//! Audio capture, frame transport, voice activity detection and WAV I/O.

pub mod capture;
pub mod queue;
pub mod vad;
pub mod wav;

pub use capture::{
    CaptureBackend, CaptureConfig, CpalBackend, MockCaptureBackend, SampleFormat, SessionInfo,
    list_input_devices,
};
pub use queue::{AudioFrame, FrameQueue};
pub use vad::{
    Clock, FrameLevel, MockClock, SystemClock, VadThresholds, VoiceActivityGate, rms_i16,
};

+ + + + + + +

Task statement
Say how many lines in the records hold the string "queue", and say nothing else.

Output of the exercise
2